# Marengo 09



## expat_dude (Feb 22, 2009)

I am sending my forms in this week... Anyone else going?? This will be our 5th trip... :rockn:


----------



## Polaris425 (Dec 16, 2004)

not me, I havent been in years. I'll probably contribute (donation from the forum) but, cant go lol..


----------



## Yesterday (Jan 2, 2009)

what's this all about?


----------



## Polaris425 (Dec 16, 2004)

Marengo swamp ride... its a few miles of trails through one of the nastiest Louisianna swamps.... It will clog ur radiator, break ur axles, tripple the weight of ur ATV, stick to everything you own even if you didnt bring it on the trip, and then there's the suicide hole, a nasty bottomless pit that gets Worse with each attemp to "tame" it.

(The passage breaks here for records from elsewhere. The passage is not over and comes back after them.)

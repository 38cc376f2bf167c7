//! The deploy pipeline: classify, look up, compose, validate, write
//!
//! One request owns its descriptor for the whole pipeline; catalog
//! and policy are read-only once published, so concurrent requests
//! for different services proceed fully in parallel. The writer is
//! the only serialization point, and only per service id.

use crate::catalog::{Catalog, CATALOG_VERSION};
use crate::compose::{compose, UserParameters};
use crate::hardware::{self, BusEnumerator};
use crate::models::{DeployOutcome, HardwareProfile, RawBusRecord};
use crate::observability::{EngineMetrics, StructuredLogger};
use crate::policy::SecurityPolicy;
use crate::validator::validate;
use crate::writer::ComposeWriter;
use anyhow::{Context, Result};
use serde::{Deserialize, Serialize};
use std::sync::Arc;
use std::time::Instant;
use tracing::debug;

/// One deploy request from the front end
#[derive(Debug, Clone, Serialize, Deserialize)]
pub struct DeployRequest {
    pub service_id: String,
    #[serde(default)]
    pub parameters: UserParameters,
    /// Pre-enumerated bus records; when absent the engine runs its
    /// own enumeration
    #[serde(default, skip_serializing_if = "Option::is_none")]
    pub bus_records: Option<Vec<RawBusRecord>>,
}

/// The hardware-aware template engine
pub struct ComposeEngine {
    catalog: Arc<Catalog>,
    policy: Arc<SecurityPolicy>,
    writer: ComposeWriter,
    enumerator: Arc<dyn BusEnumerator>,
    metrics: EngineMetrics,
    logger: StructuredLogger,
}

impl ComposeEngine {
    pub fn new(
        catalog: Arc<Catalog>,
        policy: Arc<SecurityPolicy>,
        enumerator: Arc<dyn BusEnumerator>,
        host_name: impl Into<String>,
    ) -> Self {
        let metrics = EngineMetrics::new();
        metrics.set_templates_loaded(catalog.len() as i64);

        Self {
            writer: ComposeWriter::new(&policy.confinement_root),
            catalog,
            policy,
            enumerator,
            metrics,
            logger: StructuredLogger::new(host_name),
        }
    }

    pub fn catalog(&self) -> &Catalog {
        &self.catalog
    }

    pub fn policy(&self) -> &SecurityPolicy {
        &self.policy
    }

    pub fn catalog_version(&self) -> &'static str {
        CATALOG_VERSION
    }

    /// Enumerate the bus and classify whatever is attached
    ///
    /// Enumeration failure degrades to an empty profile list; "no
    /// GPU" is an expected outcome, never a request failure.
    pub async fn detect_hardware(&self) -> Vec<HardwareProfile> {
        let records = self.enumerator.enumerate().await.unwrap_or_default();
        let profiles = hardware::classify(&records);

        self.metrics.reset_gpu_info();
        for profile in &profiles {
            self.metrics
                .set_gpu_info(profile.vendor.as_str(), &profile.device_class);
            self.logger.log_hardware_detected(
                profile.vendor.as_str(),
                &profile.device_class,
                &profile.bus_address,
            );
        }

        profiles
    }

    /// Run one request through the full pipeline
    ///
    /// Rejections and unknown services are outcomes, not errors; only
    /// persistence failures surface as `Err`, and those leave no
    /// partially-written artifact behind.
    pub async fn deploy(&self, request: &DeployRequest) -> Result<DeployOutcome> {
        let profiles = match &request.bus_records {
            Some(records) => hardware::classify(records),
            None => self.detect_hardware().await,
        };
        let profile = hardware::select_primary(&profiles)
            .cloned()
            .unwrap_or_else(hardware::software_profile);

        let Some(template) = self.catalog.lookup(&request.service_id) else {
            self.metrics.inc_deploys_not_found();
            self.logger.log_service_not_found(&request.service_id);
            return Ok(DeployOutcome::NotFound {
                service_id: request.service_id.clone(),
            });
        };

        let compose_start = Instant::now();
        let descriptor = compose(template, &profile, &request.parameters, &self.policy);
        self.metrics
            .observe_compose_latency(compose_start.elapsed().as_secs_f64());
        debug!(
            service = %descriptor.service_id,
            vendor = %profile.vendor.as_str(),
            device_class = %profile.device_class,
            "Descriptor composed"
        );

        let verdict = validate(&descriptor, &self.policy);
        if !verdict.accepted {
            let rules: Vec<&str> = verdict.violations.iter().map(|v| v.rule.as_str()).collect();
            self.metrics.inc_deploys_rejected();
            self.metrics
                .add_validation_violations(verdict.violations.len() as i64);
            self.logger.log_deploy_rejected(&request.service_id, &rules);
            return Ok(DeployOutcome::Rejected(verdict));
        }

        let write_start = Instant::now();
        let artifact = match self.writer.write(&descriptor).await {
            Ok(artifact) => artifact,
            Err(e) => {
                self.metrics.inc_write_errors();
                self.logger
                    .log_write_failure(&request.service_id, &e.to_string());
                return Err(e).with_context(|| {
                    format!("failed to persist artifact for '{}'", request.service_id)
                });
            }
        };
        self.metrics
            .observe_write_latency(write_start.elapsed().as_secs_f64());

        self.metrics.inc_deploys_written();
        self.logger.log_deploy_written(
            &artifact.service_id,
            &artifact.path.to_string_lossy(),
            &artifact.checksum,
        );

        Ok(DeployOutcome::Written(artifact))
    }
}
//! Homestack Engine - hardware-aware compose deployment daemon
//!
//! Classifies attached GPUs, parameterizes service templates and
//! persists validated compose artifacts under the confinement root.

use engine_lib::{
    catalog::Catalog,
    hardware::SysfsEnumerator,
    health::{components, HealthRegistry},
    ComposeEngine, StructuredLogger,
};
use anyhow::Result;
use std::sync::Arc;
use tracing::info;
use tracing_subscriber::{fmt, prelude::*, EnvFilter};

mod api;
mod config;

const ENGINE_VERSION: &str = env!("CARGO_PKG_VERSION");

#[tokio::main]
async fn main() -> Result<()> {
    // Initialize tracing with JSON output and env filter
    tracing_subscriber::registry()
        .with(EnvFilter::try_from_default_env().unwrap_or_else(|_| EnvFilter::new("info")))
        .with(fmt::layer().json())
        .init();

    info!("Starting homestack-engine");

    // Load configuration
    let config = config::EngineConfig::load()?;
    info!(host_name = %config.host_name, base_root = %config.base_root.display(), "Engine configured");

    // Initialize health registry
    let health_registry = HealthRegistry::new();
    health_registry.register(components::CATALOG).await;
    health_registry.register(components::CLASSIFIER).await;
    health_registry.register(components::WRITER).await;

    // Build the engine: built-in catalog, policy from config, sysfs
    // PCI enumeration
    let catalog = Arc::new(Catalog::builtin());
    let policy = Arc::new(config.policy());
    let engine = Arc::new(ComposeEngine::new(
        catalog.clone(),
        policy,
        Arc::new(SysfsEnumerator::new()),
        &config.host_name,
    ));

    // Initialize structured logger
    let logger = StructuredLogger::new(&config.host_name);
    logger.log_startup(ENGINE_VERSION, engine.catalog_version(), catalog.len());

    // Startup hardware scan; results land in metrics and logs
    let profiles = engine.detect_hardware().await;
    info!(gpus = profiles.len(), "Startup hardware scan complete");

    // Create shared application state
    let app_state = Arc::new(api::AppState::new(engine, health_registry.clone()));

    // Mark engine as ready after initialization
    health_registry.set_ready(true).await;

    // Start the API server
    let api_handle = tokio::spawn(api::serve(config.api_port, app_state));

    // Wait for shutdown signal
    tokio::signal::ctrl_c().await?;
    logger.log_shutdown("SIGINT received");
    info!("Shutting down");

    api_handle.abort();

    Ok(())
}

But it's all for charity, and a good one at that.



















*I'll give someone props if they can tell me who that is ^^*



















*Props for this one too ^^ if you can tell who it is*





































I'll give some insight about this one, this popo belonged to Scott Smith, in 2003. It was HIS bike, this lift you see (in red) was something he designed & put together, one of the first prototypes they tried that wasnt a regular 2" bracket or spacer lift.... We have come a long way havent we, not just in products, but in the fact that, Scott Smith use to actually come to rides, and Ride w/ us.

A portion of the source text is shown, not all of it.